Binyamin Appelbaum, Washington Post, January 22, 2009
"At least 30 banks since 2000 have escaped federal regulatory action by walking away from their federal regulators and moving under state supervision, taking advantage of a long-standing system that allows banks to choose between federal and state oversight, according to a Washington Post review of government records. The moves, known as charter conversions, highlight the tremendous leverage that banks hold in their relationships with government supervisors.
"Since 2000, about 240 banks have converted from federal to state charters. Regulators and bank executives say many of those institutions simply wanted to save money. While national charters allow banks to operate more easily across state lines, state charters are cheaper. State regulators also advertise their accessibility and say they better understand local conditions and concerns.
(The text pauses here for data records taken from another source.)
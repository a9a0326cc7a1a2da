//! Report endpoint handler.
//!
//! Serves the monitoring report through the response cache, so repeated
//! requests inside the configured TTL reuse the rendered text.

use axum::{extract::State, response::IntoResponse};
use tracing::{debug, instrument};

use crate::state::SharedState;

pub const REPORT_OPERATION: &str = "/report";

/// Handler for the /report endpoint.
#[instrument(skip(state))]
pub async fn report_handler(State(state): State<SharedState>) -> impl IntoResponse {
    debug!("Processing /report request");

    let body = state.cached_response(REPORT_OPERATION, "", "", || {
        state.monitor.generate_report()
    });

    ([("Content-Type", "text/plain; charset=utf-8")], body)
}
//! Ordered middleware chain wrapped around an externally supplied operation.
//!
//! Each [`Stage`] receives the request context and a [`Next`] continuation. It
//! may short-circuit (a rate-limit rejection, a cache hit) or delegate by
//! calling [`Next::run`]. The innermost call is the wrapped operation itself.
//!
//! The standard chain is rate limit, then latency measurement, then cache:
//! rejected requests never reach the cache or the operation, and cache hits
//! are still timed.
//!
//! ```rust
//! use std::sync::Arc;
//! use std::time::Duration;
//! use storefront_perf::cache::TtlCache;
//! use storefront_perf::clock::system_clock;
//! use storefront_perf::interceptor::{CachePolicy, Interceptor, RequestContext};
//! use storefront_perf::latency::LatencyRecorder;
//! use storefront_perf::rate_limit::{RateLimitPolicy, SlidingWindowLimiter};
//!
//! let clock = system_clock();
//! let limiter = Arc::new(SlidingWindowLimiter::new(RateLimitPolicy::default(), clock.clone()));
//! let recorder = Arc::new(LatencyRecorder::new(1000, clock.clone()));
//! let cache = Arc::new(TtlCache::new(Duration::from_secs(300), clock.clone()));
//!
//! let pipeline: Interceptor<String, std::io::Error> = Interceptor::standard(
//!     limiter,
//!     recorder,
//!     Some((cache, CachePolicy::all(Duration::from_secs(60)))),
//! );
//!
//! let ctx = RequestContext::new("account_status", "10.0.0.7", "acct:7");
//! let status = pipeline.execute(&ctx, || Ok("active".to_string())).unwrap();
//! assert_eq!(status, "active");
//! ```

use crate::cache::TtlCache;
use crate::error::InterceptError;
use crate::latency::LatencyRecorder;
use crate::rate_limit::SlidingWindowLimiter;
use ahash::AHashMap as HashMap;
use std::sync::Arc;
use std::time::Duration;
use tracing::{debug, warn};

/// Identity of one unit of work flowing through the chain.
#[derive(Debug, Clone, PartialEq, Eq)]
pub struct RequestContext {
    pub operation: String,
    pub client: String,
    /// Deterministic rendering of the operation's arguments.
    pub arguments_key: String,
}

impl RequestContext {
    pub fn new(
        operation: impl Into<String>,
        client: impl Into<String>,
        arguments_key: impl Into<String>,
    ) -> Self {
        Self {
            operation: operation.into(),
            client: client.into(),
            arguments_key: arguments_key.into(),
        }
    }

    /// Key under which the result is cached: `operation:arguments`.
    pub fn cache_key(&self) -> String {
        format!("{}:{}", self.operation, self.arguments_key)
    }
}

pub type StageResult<T, E> = Result<T, InterceptError<E>>;

/// One link of the chain.
pub trait Stage<T, E>: Send + Sync {
    fn name(&self) -> &'static str;

    fn handle(&self, ctx: &RequestContext, next: Next<'_, T, E>) -> StageResult<T, E>;
}

/// The remainder of the chain, including the wrapped operation.
pub struct Next<'a, T, E> {
    stages: &'a [Arc<dyn Stage<T, E>>],
    work: Box<dyn FnOnce() -> Result<T, E> + 'a>,
}

impl<'a, T, E> Next<'a, T, E> {
    /// Invokes the next stage, or the operation once the stages run out.
    pub fn run(self, ctx: &RequestContext) -> StageResult<T, E> {
        match self.stages.split_first() {
            Some((stage, rest)) => stage.handle(
                ctx,
                Next {
                    stages: rest,
                    work: self.work,
                },
            ),
            None => (self.work)().map_err(InterceptError::Operation),
        }
    }
}

/// Rejects requests whose `(client, operation)` budget is exhausted.
pub struct RateLimitStage {
    limiter: Arc<SlidingWindowLimiter>,
}

impl RateLimitStage {
    pub fn new(limiter: Arc<SlidingWindowLimiter>) -> Self {
        Self { limiter }
    }
}

impl<T, E> Stage<T, E> for RateLimitStage {
    fn name(&self) -> &'static str {
        "rate_limit"
    }

    fn handle(&self, ctx: &RequestContext, next: Next<'_, T, E>) -> StageResult<T, E> {
        self.limiter.check(&ctx.client, &ctx.operation)?;
        next.run(ctx)
    }
}

/// Times everything downstream, on success and on failure.
pub struct MeasureStage {
    recorder: Arc<LatencyRecorder>,
}

impl MeasureStage {
    pub fn new(recorder: Arc<LatencyRecorder>) -> Self {
        Self { recorder }
    }
}

impl<T, E: std::fmt::Display> Stage<T, E> for MeasureStage {
    fn name(&self) -> &'static str {
        "measure"
    }

    fn handle(&self, ctx: &RequestContext, next: Next<'_, T, E>) -> StageResult<T, E> {
        let timer = self.recorder.start_timer(&ctx.operation);
        let result = next.run(ctx);
        let elapsed = timer.finish();

        if let Err(InterceptError::Operation(e)) = &result {
            warn!(
                "Error in {}: {} (took {:.4}s)",
                ctx.operation,
                e,
                elapsed.as_secs_f64()
            );
        }
        result
    }
}

/// Which operations are cached, and for how long.
#[derive(Debug, Clone, Default)]
pub struct CachePolicy {
    /// TTL for operations without their own entry; `None` disables caching
    /// for them.
    pub default_ttl: Option<Duration>,
    pub operations: HashMap<String, Duration>,
}

impl CachePolicy {
    /// Caches every operation for `ttl`.
    pub fn all(ttl: Duration) -> Self {
        Self {
            default_ttl: Some(ttl),
            operations: HashMap::new(),
        }
    }

    /// Caches only the listed operations.
    pub fn only<I, S>(operations: I) -> Self
    where
        I: IntoIterator<Item = (S, Duration)>,
        S: Into<String>,
    {
        Self {
            default_ttl: None,
            operations: operations
                .into_iter()
                .map(|(op, ttl)| (op.into(), ttl))
                .collect(),
        }
    }

    pub fn ttl_for(&self, operation: &str) -> Option<Duration> {
        self.operations.get(operation).copied().or(self.default_ttl)
    }
}

/// Serves repeated calls from the result cache.
pub struct CacheStage<T> {
    cache: Arc<TtlCache<T>>,
    policy: CachePolicy,
}

impl<T> CacheStage<T> {
    pub fn new(cache: Arc<TtlCache<T>>, policy: CachePolicy) -> Self {
        Self { cache, policy }
    }
}

impl<T, E> Stage<T, E> for CacheStage<T>
where
    T: Clone + Send + Sync,
{
    fn name(&self) -> &'static str {
        "cache"
    }

    fn handle(&self, ctx: &RequestContext, next: Next<'_, T, E>) -> StageResult<T, E> {
        let Some(ttl) = self.policy.ttl_for(&ctx.operation) else {
            return next.run(ctx);
        };

        let key = ctx.cache_key();
        if let Some(hit) = self.cache.get(&key) {
            debug!(key = %key, "Cache hit");
            return Ok(hit);
        }

        let value = next.run(ctx)?;
        self.cache.set(key, value.clone(), ttl);
        Ok(value)
    }
}

/// An ordered list of stages wrapped around operations.
pub struct Interceptor<T, E> {
    stages: Vec<Arc<dyn Stage<T, E>>>,
}

impl<T, E> Default for Interceptor<T, E> {
    fn default() -> Self {
        Self { stages: Vec::new() }
    }
}

impl<T, E> Interceptor<T, E> {
    pub fn new() -> Self {
        Self::default()
    }

    /// Appends a stage; stages run in the order they were added.
    pub fn with_stage(mut self, stage: impl Stage<T, E> + 'static) -> Self {
        self.stages.push(Arc::new(stage));
        self
    }

    /// Names of the stages in execution order.
    pub fn stage_names(&self) -> Vec<&'static str> {
        self.stages.iter().map(|s| s.name()).collect()
    }

    /// Runs `work` through every stage.
    pub fn execute<'a, F>(&'a self, ctx: &RequestContext, work: F) -> StageResult<T, E>
    where
        F: FnOnce() -> Result<T, E> + 'a,
    {
        Next {
            stages: &self.stages,
            work: Box::new(work),
        }
        .run(ctx)
    }

    /// Positional form of [`Interceptor::execute`].
    pub fn call<'a, F>(
        &'a self,
        operation: &str,
        client: &str,
        arguments_key: &str,
        work: F,
    ) -> StageResult<T, E>
    where
        F: FnOnce() -> Result<T, E> + 'a,
    {
        self.execute(&RequestContext::new(operation, client, arguments_key), work)
    }
}

impl<T, E> Interceptor<T, E>
where
    T: Clone + Send + Sync + 'static,
    E: std::fmt::Display + 'static,
{
    /// Rate limit, then measure, then (optionally) cache.
    pub fn standard(
        limiter: Arc<SlidingWindowLimiter>,
        recorder: Arc<LatencyRecorder>,
        cache: Option<(Arc<TtlCache<T>>, CachePolicy)>,
    ) -> Self {
        let mut chain = Self::new()
            .with_stage(RateLimitStage::new(limiter))
            .with_stage(MeasureStage::new(recorder));
        if let Some((cache, policy)) = cache {
            chain = chain.with_stage(CacheStage::new(cache, policy));
        }
        chain
    }
}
"But the pursuit of leniency is an important undercurrent. About 12 percent of the banks that moved to state charters escaped federal regulatory actions, and experts on bank oversight say such cases are the tip of a broader pattern. They note that some banks convert in anticipation of a public enforcement action, or after persuading federal regulators to terminate an action....
"'The whole framework of our system was set up at a different time in American history, and it's really much more a matter of history than logic,' said Eugene Ludwig, who served during the 1990s as Comptroller of the Currency, the chief regulator for national banks."
Elizabeth Williamson , Wall Street Journal, September 20, 2008
"House Republican staffers met with roughly 15 lobbyists Friday afternoon, whose message to lawmakers was clear: Don't load the legislation up with provisions not directly related to the crisis, or regulatory measures the industry has long opposed.
"'We're opposed to adding provisions that will affect [or] undermine the deal substantively,' said Scott Talbott, senior vice president of government affairs at the Financial Services Roundtable, whose members include the nation's largest banks, securities firms and insurers....
"Brokerage firms are fighting limits on executive compensation for firms that participate in the package, saying that particularly in an industry under siege, the limits will hurt their ability to find and retain top brass. The industry could lose that one: proposals to limit executive pay enjoy bipartisan support and backing from the Republican and Democratic presidential candidates."
Randal C. Archibold, New York Times, September 14, 2008
"Federal investigators said Sunday that a collision warning system they have long called for could have prevented the head-on crash here [Los Angeles] last week between a commuter train and a freight train that killed 25 people.
"The system, known as positive train control and in use sporadically in parts of the country, “would have prevented this accident,” said Kitty Higgins, a member of the National Transportation Safety Board, which is investigating the accident.
"The board has long pressed for such a system on all trains, but the industry has resisted on the grounds that it is expensive and in some cases not reliable."
Spencer S. Hsu, Washington Post, July 3, 2008
"High levels of formaldehyde found in trailers provided to Hurricane Katrina evacuees on the Gulf Coast probably resulted from cheap wood and poor ventilation in designs used by manufacturers under permissive government standards, federal scientists reported yesterday. An analysis by researchers for Lawrence Berkeley National Laboratory found that four Katrina trailers emitted the toxic chemical at levels four to 11 times as high as those found in typical U.S. homes. The study looked at both commercially available units and ones custom-built for the Federal Emergency Management Agency in 2005 and 2006.
"The new findings appear to confirm the role that manufacturers' practices and weak federal regulation played in the public health disaster after the August 2005 storm."